Proteomic profiling of bone marrow mesenchymal stem cells upon TGF-beta stimulation
Bone marrow mesenchymal stem cells (MSCs) can differentiate into different types of cells, and have tremendous potential for cell therapy and tissue engineering. Transforming growth factor {beta}1 (TGF-{beta}) plays an important role in cell differentiation and vascular remodeling. We showed that TGF-{beta} induced cell morphology change and an increase in actin fibers in MSCs. To determine the global effects of TGF-{beta} on MSCs, we employed a proteomic strategy to analyze the effect of TGF-{beta} on the human MSC proteome.
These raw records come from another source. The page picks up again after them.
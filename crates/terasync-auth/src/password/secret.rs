//! Random secret generation for generated passwords, invites, and ids.

use rand::Rng;
use rand::distributions::Alphanumeric;

/// Random alphanumeric string of `len` characters.
pub fn generate_secret(len: usize) -> String {
    rand::thread_rng()
        .sample_iter(&Alphanumeric)
        .take(len)
        .map(char::from)
        .collect()
}
//! Content-addressable cache provider with single-flight origin fetches.

use std::path::PathBuf;
use std::sync::Arc;
use std::time::Duration;

use dashmap::DashMap;
use dashmap::mapref::entry::Entry;
use futures::FutureExt;
use futures::future::{BoxFuture, Shared};
use moka::future::Cache;
use serde::Serialize;
use tracing::{debug, info, warn};

use terasync_core::error::{AppError, ErrorKind};
use terasync_core::result::AppResult;
use terasync_core::traits::storage::{BlobMeta, BlobStore};
use terasync_core::types::ContentHash;

use crate::origin::OriginStore;
use crate::stats::FileStatistics;

/// A blob that is complete in the local cache.
#[derive(Debug, Clone, PartialEq, Eq, Serialize)]
pub struct BlobHandle {
    pub hash: ContentHash,
    pub path: PathBuf,
    pub size_bytes: u64,
}

impl From<BlobMeta> for BlobHandle {
    fn from(meta: BlobMeta) -> Self {
        Self {
            hash: meta.hash,
            path: meta.path,
            size_bytes: meta.size_bytes,
        }
    }
}

type SharedFetch = Shared<BoxFuture<'static, Result<BlobHandle, AppError>>>;

/// Tuning for [`CachedBlobProvider`].
#[derive(Debug, Clone)]
pub struct ProviderOptions {
    /// How long a validated blob is trusted without touching the filesystem.
    pub index_ttl: Duration,
    /// Maximum entries kept in the index.
    pub index_capacity: u64,
}

impl Default for ProviderOptions {
    fn default() -> Self {
        Self {
            index_ttl: Duration::from_secs(300),
            index_capacity: 100_000,
        }
    }
}

struct Inner {
    local: Arc<dyn BlobStore>,
    origin: Arc<dyn OriginStore>,
    /// One entry per hash currently being fetched from the origin.
    in_flight: DashMap<ContentHash, SharedFetch>,
    index: Cache<ContentHash, BlobHandle>,
    stats: Arc<FileStatistics>,
}

/// Makes blobs available locally, fetching each missing hash from the
/// origin exactly once even when many callers ask for it concurrently.
///
/// The single-flight map is scoped to this process; separate distribution
/// processes may each fetch the same hash once.
#[derive(Clone)]
pub struct CachedBlobProvider {
    inner: Arc<Inner>,
}

impl std::fmt::Debug for CachedBlobProvider {
    fn fmt(&self, f: &mut std::fmt::Formatter<'_>) -> std::fmt::Result {
        f.debug_struct("CachedBlobProvider")
            .field("local", &self.inner.local.provider_type())
            .field("origin", &self.inner.origin.kind())
            .field("in_flight", &self.inner.in_flight.len())
            .finish()
    }
}

impl CachedBlobProvider {
    /// Create a provider over a local store and an origin.
    pub fn new(
        local: Arc<dyn BlobStore>,
        origin: Arc<dyn OriginStore>,
        stats: Arc<FileStatistics>,
        options: ProviderOptions,
    ) -> Self {
        let index = Cache::builder()
            .max_capacity(options.index_capacity)
            .time_to_live(options.index_ttl)
            .build();

        Self {
            inner: Arc::new(Inner {
                local,
                origin,
                in_flight: DashMap::new(),
                index,
                stats,
            }),
        }
    }

    /// Usage statistics.
    pub fn stats(&self) -> &Arc<FileStatistics> {
        &self.inner.stats
    }

    /// Number of hashes currently being fetched.
    pub fn in_flight(&self) -> usize {
        self.inner.in_flight.len()
    }

    /// Ensure `hash` is complete in the local cache and return its handle.
    ///
    /// A miss joins the in-flight fetch for the hash or starts one. Every
    /// caller joined to the same fetch observes the same outcome. A failed
    /// fetch leaves no marker behind, so the next call retries.
    pub async fn ensure(&self, hash: &ContentHash) -> AppResult<BlobHandle> {
        if let Some(handle) = self.lookup_local(hash).await? {
            self.inner.stats.record_hit(hash);
            return Ok(handle);
        }

        self.inner.stats.record_miss();
        self.join_or_start_fetch(hash).await
    }

    /// Start fetches for `hashes` in the background without waiting.
    pub fn prewarm(&self, hashes: &[ContentHash]) {
        for hash in hashes {
            let provider = self.clone();
            let hash = hash.clone();
            tokio::spawn(async move {
                if let Err(e) = provider.ensure(&hash).await {
                    debug!(%hash, error = %e, "Pre-warm fetch failed");
                }
            });
        }
    }

    /// Drop a hash from the index, e.g. after an external sweep removed it.
    pub async fn forget(&self, hash: &ContentHash) {
        self.inner.index.invalidate(hash).await;
    }

    /// Handle of a blob already in the local cache, without fetching.
    pub async fn lookup_local(&self, hash: &ContentHash) -> AppResult<Option<BlobHandle>> {
        if let Some(handle) = self.inner.index.get(hash).await {
            return Ok(Some(handle));
        }

        match self.inner.local.metadata(hash).await? {
            Some(meta) => {
                let handle = BlobHandle::from(meta);
                self.inner.index.insert(hash.clone(), handle.clone()).await;
                Ok(Some(handle))
            }
            None => Ok(None),
        }
    }

    fn join_or_start_fetch(&self, hash: &ContentHash) -> SharedFetch {
        match self.inner.in_flight.entry(hash.clone()) {
            Entry::Occupied(entry) => {
                self.inner.stats.record_coalesced();
                debug!(%hash, "Joining in-flight origin fetch");
                entry.get().clone()
            }
            Entry::Vacant(entry) => {
                let provider = self.clone();
                let key = hash.clone();
                // The fetch runs on its own task so that it completes even if
                // every waiting caller goes away.
                let task = tokio::spawn(async move {
                    let result = provider.fetch_from_origin(&key).await;
                    provider.inner.in_flight.remove(&key);
                    result
                });
                let fetch = async move {
                    task.await.unwrap_or_else(|e| {
                        Err(AppError::internal(format!("Blob fetch task failed: {e}")))
                    })
                }
                .boxed()
                .shared();
                entry.insert(fetch.clone());
                fetch
            }
        }
    }

    async fn fetch_from_origin(&self, hash: &ContentHash) -> AppResult<BlobHandle> {
        // A previous fetch may have completed between the caller's miss and
        // this task claiming the in-flight slot.
        if let Some(handle) = self.lookup_local(hash).await? {
            return Ok(handle);
        }

        let stream = match self.inner.origin.fetch(hash).await {
            Ok(Some(stream)) => stream,
            Ok(None) => {
                self.inner.stats.record_origin_failure();
                warn!(%hash, origin = self.inner.origin.kind(), "Blob missing on origin");
                return Err(AppError::not_found(format!("Blob {hash} not found on origin")));
            }
            Err(e) => {
                self.inner.stats.record_origin_failure();
                warn!(%hash, error = %e, "Origin fetch failed");
                return Err(AppError::with_source(
                    ErrorKind::OriginFetch,
                    format!("Failed to fetch {hash} from origin"),
                    e,
                ));
            }
        };

        let meta = self.inner.local.write_stream(hash, stream).await.map_err(|e| {
            self.inner.stats.record_origin_failure();
            warn!(%hash, error = %e, "Persisting origin blob failed");
            AppError::with_source(
                ErrorKind::OriginFetch,
                format!("Failed to persist {hash} from origin"),
                e,
            )
        })?;

        let handle = BlobHandle::from(meta);
        self.inner.index.insert(hash.clone(), handle.clone()).await;
        self.inner.stats.record_origin_fetch(hash, handle.size_bytes);
        info!(%hash, bytes = handle.size_bytes, "Fetched blob from origin");
        Ok(handle)
    }
}
//! Store manager that dispatches to the configured provider.

use std::sync::Arc;

use tracing::info;

use terasync_core::config::presence::PresenceConfig;
use terasync_core::error::AppError;
use terasync_core::result::AppResult;
use terasync_core::traits::store::SharedStore;

/// Holds the configured shared store.
#[derive(Debug, Clone)]
pub struct StoreManager {
    inner: Arc<dyn SharedStore>,
    #[cfg(feature = "redis-backend")]
    redis: Option<crate::redis::RedisClient>,
}

impl StoreManager {
    /// Create the store selected by `config.provider`.
    pub async fn new(config: &PresenceConfig) -> AppResult<Self> {
        match config.provider.as_str() {
            #[cfg(feature = "redis-backend")]
            "redis" => {
                info!("Initializing Redis presence store");
                let client =
                    crate::redis::RedisClient::connect(&config.redis_url, &config.key_prefix)
                        .await?;
                let store = crate::redis::RedisStore::new(client.clone());
                Ok(Self {
                    inner: Arc::new(store),
                    redis: Some(client),
                })
            }
            #[cfg(feature = "memory")]
            "memory" => {
                info!("Initializing in-memory presence store");
                Ok(Self::from_store(Arc::new(crate::memory::MemoryStore::new())))
            }
            other => Err(AppError::configuration(format!(
                "Unknown presence store provider: '{other}'. Supported: memory, redis"
            ))),
        }
    }

    /// Wrap an existing store (for testing).
    pub fn from_store(store: Arc<dyn SharedStore>) -> Self {
        Self {
            inner: store,
            #[cfg(feature = "redis-backend")]
            redis: None,
        }
    }

    /// The configured store.
    pub fn store(&self) -> Arc<dyn SharedStore> {
        Arc::clone(&self.inner)
    }

    /// The Redis client, when the Redis provider is in use.
    #[cfg(feature = "redis-backend")]
    pub fn redis_client(&self) -> Option<&crate::redis::RedisClient> {
        self.redis.as_ref()
    }
}
//! In-process relationship directory.

use std::collections::HashMap;

use async_trait::async_trait;
use chrono::{DateTime, Utc};
use tokio::sync::RwLock;
use tracing::debug;

use terasync_core::error::AppError;
use terasync_core::result::AppResult;
use terasync_core::traits::upload::UploadLedger;
use terasync_core::types::{ContentHash, GroupId, Uid};
use terasync_entity::{Group, GroupBan, GroupMember, Pair, PendingUpload, TempInvite, User};

use super::{MembershipLimits, RelationshipDirectory};

#[derive(Debug, Default)]
struct DirectoryState {
    users: HashMap<Uid, User>,
    pairs: HashMap<(Uid, Uid), Pair>,
    groups: HashMap<GroupId, Group>,
    members: Vec<GroupMember>,
    bans: Vec<GroupBan>,
    invites: Vec<TempInvite>,
    uploads: HashMap<ContentHash, PendingUpload>,
}

impl DirectoryState {
    fn check_join_quota(&self, uid: &Uid, limits: MembershipLimits) -> AppResult<()> {
        let joined = self.members.iter().filter(|m| &m.uid == uid).count();
        if joined >= limits.max_groups_joined {
            return Err(AppError::quota_exceeded(format!(
                "You may be in at most {} groups",
                limits.max_groups_joined
            )));
        }
        Ok(())
    }
}

/// Directory held entirely in memory behind one lock, which makes every
/// multi-row operation atomic.
#[derive(Debug, Default)]
pub struct MemoryDirectory {
    state: RwLock<DirectoryState>,
}

impl MemoryDirectory {
    /// Create an empty directory.
    pub fn new() -> Self {
        Self::default()
    }

    /// Register a user that does not exist yet; existing rows are kept.
    pub async fn ensure_user(&self, uid: &Uid, alias: Option<String>) -> User {
        let mut state = self.state.write().await;
        state
            .users
            .entry(uid.clone())
            .or_insert_with(|| User {
                uid: uid.clone(),
                alias,
                last_logged_in: Utc::now(),
            })
            .clone()
    }

    /// Announce an upload whose bytes have not arrived yet.
    pub async fn record_pending_upload(&self, upload: PendingUpload) {
        let mut state = self.state.write().await;
        state.uploads.insert(upload.hash.clone(), upload);
    }

    /// Mark an upload as complete.
    pub async fn complete_upload(&self, hash: &ContentHash) -> bool {
        self.state.write().await.uploads.remove(hash).is_some()
    }

    /// Unfinished uploads of `uid`.
    pub async fn pending_uploads_of(&self, uid: &Uid) -> Vec<PendingUpload> {
        self.state
            .read()
            .await
            .uploads
            .values()
            .filter(|u| &u.uploader == uid)
            .cloned()
            .collect()
    }
}
//! Hub wire protocol.

pub mod call;
pub mod types;

pub use call::{ClientRequest, HubCall};
pub use types::{ErrorBody, OutboundMessage, Severity};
By using two-dimensional gel electrophoresis and electrospray ionization coupled to Quadrupole/time-of-flight tandem mass spectrometers, we have generated a proteome reference map of MSCs, and identified {approx}30 proteins with an increase or decrease in expression or phosphorylation in response to TGF-{beta}. The proteins regulated by TGF-{beta} included cytoskeletal proteins, matrix synthesis proteins, membrane proteins, metabolic enzymes, etc. TGF-{beta} increased the expression of smooth muscle (SM) {alpha}-actin and decreased the expression of gelsolin. Over-expression of gelsolin inhibited TGF-{beta}-induced assembly of SM {alpha}-actin; on the other hand, knocking down gelsolin expression enhanced the assembly of {alpha}-actin and actin filaments without significantly affecting {alpha}-actin expression. These results suggest that TGF-{beta} coordinates the increase of {alpha}-actin and the decrease of gelsolin to promote MSC differentiation. This study demonstrates that proteomic tools are valuable in studying stem cell differentiation and elucidating the underlying molecular mechanisms.
- Research Organization:
- Lawrence Berkeley National Lab. (LBNL), Berkeley, CA (United States)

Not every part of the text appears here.